Salesforce Genie - how does it compare?
Salesforce |
Enterprise software
By: Chris Chandler
12 January 2023
It has been a few months since Dreamforce and the announcement of Genie, Salesforce’s answer to demand for real-time customer 360. It’s reported that Genie will be released in pieces over the next 12 months. With a native Snowflake integration and real-time queries, it might look like a very similar solution to Omnata and Salesforce Connect. However, from what we know so far, Genie looks like a higher level strategic solution that would deliver an ambitious CDP vision for large enterprises.
Let’s dive in.
What is Genie?
As reported by other Salesforce blogs, Genie’s foundation is actually an existing product, Salesforce CDP. Genie looks to deliver a bunch of improvements and add-ons to make it more real-time and natively integrated with the rest of the ecosystem.

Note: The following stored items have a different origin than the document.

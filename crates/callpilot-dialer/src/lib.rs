//! Typed client for the dialer's Agent API plus agent session management.
//!
//! The dialer exposes a single form-encoded PHP endpoint whose replies are
//! free text beginning with `SUCCESS`, `ERROR`, or `NOTICE`. This crate
//! wraps every function the service uses in one typed method each
//! ([`AgentApiClient`]) and classifies replies into [`ApiOutcome`] instead
//! of scattering substring checks.
//!
//! [`SessionManager`] owns the hardest part of talking to this vendor:
//! acquiring and keeping the per-agent session ID. Login replies sometimes
//! carry `SESSION_ID=…`, sometimes only `conf_exten=…`, and sometimes
//! neither — in the last case a 7-digit ID is synthesized locally (and
//! flagged as such). Sessions are cached in memory for speed and written
//! through to the `agent_sessions` table so a restart does not strand
//! logged-in agents.

mod api;
mod error;
mod session;

pub use api::{AgentApiClient, ApiOutcome, ApiReply, Campaign, DialerConfig};
pub use error::DialerError;
pub use session::{AgentSession, SessionManager};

Genie will have native connectors to Mulesoft, Tableau, and Flows, plus external systems like Ad platforms. Genie appears to be less of a single ‘product’ and more a bundle of improved existing offerings that will solve customer 360 use cases. Connecting to ‘any app’, for example, looks like it will actually be handled by Mulesoft, and similarly, Automation is a real-time connection into the existing Flows module.
Those familiar with Salesforce know that native integrations between products like Marketing Cloud, Einstein, and the core CRM are more challenging than advertised. Most customers stitch these systems together themselves with tools like Mulesoft, Workato or other SaaS integration tools. This reliance on data replication between separate data stores creates latency so the move to real-time will be a big improvement.
Use cases
The demos show the platform reacting to customer interactions with personalised communications and messaging in real-time. Judging by the reference customers, F1, Ford and L’Oreal, the solution is aimed at the top-end of the market with large scale B2C messaging requirements.
The Genie persona graph is the central feature that enables this. This is where customer data from different sources is unified to create a single view of a customer. This is what Salesforce CDP can do today (same as all CDPs), however, in its current form, it’s a separate platform that has its own data-store and data-model. Genie’s messaging claims itself as the single source of truth, however, it also connects to other platforms that would make the same argument. It’ll be interesting to see where the true single source actually ends up in customer deployments.
Genie and Snowflake
Part of the announcement was a focus on Snowflake as a native integration. What’s more, Genie is said to be utilising Snowflake data sharing, both ways, to query the customer’s data in place, instead of traditional data replication.
This potentially a big validation of Snowflake's data sharing concept.
Data-sharing has been growing in adoption as an integration from SaaS vendors like Stripe and Hubspot. The fact that data-shares are said to facilitate data integration both ways is a step beyond what data-share enabled vendors are offering today, which is a one-way serving from the app to the customer's Snowflake account.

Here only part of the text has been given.